Collected data:
--- START ---

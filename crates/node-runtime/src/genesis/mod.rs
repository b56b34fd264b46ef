//! # Genesis Module
//!
//! The genesis block itself is deterministic and created by the ledger
//! (`Block::genesis`). This module seeds a fresh ledger with the example
//! contracts served by the designated node.

pub mod seed;

pub use seed::{example_contracts, seed_example_contracts};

--- END ---

WHAT THE TASK ASKS: Write every entry out again. Keep each one exact.

RESPONSE:
filename crates/node-runtime/src/genesis/mod.rs
repository b56b34fd264b46ef
//! # Genesis Module
//!
//! The genesis block itself is deterministic and created by the ledger
//! (`Block::genesis`). This module seeds a fresh ledger with the example
//! contracts served by the designated node.

pub mod seed;

pub use seed::{example_contracts, seed_example_contracts};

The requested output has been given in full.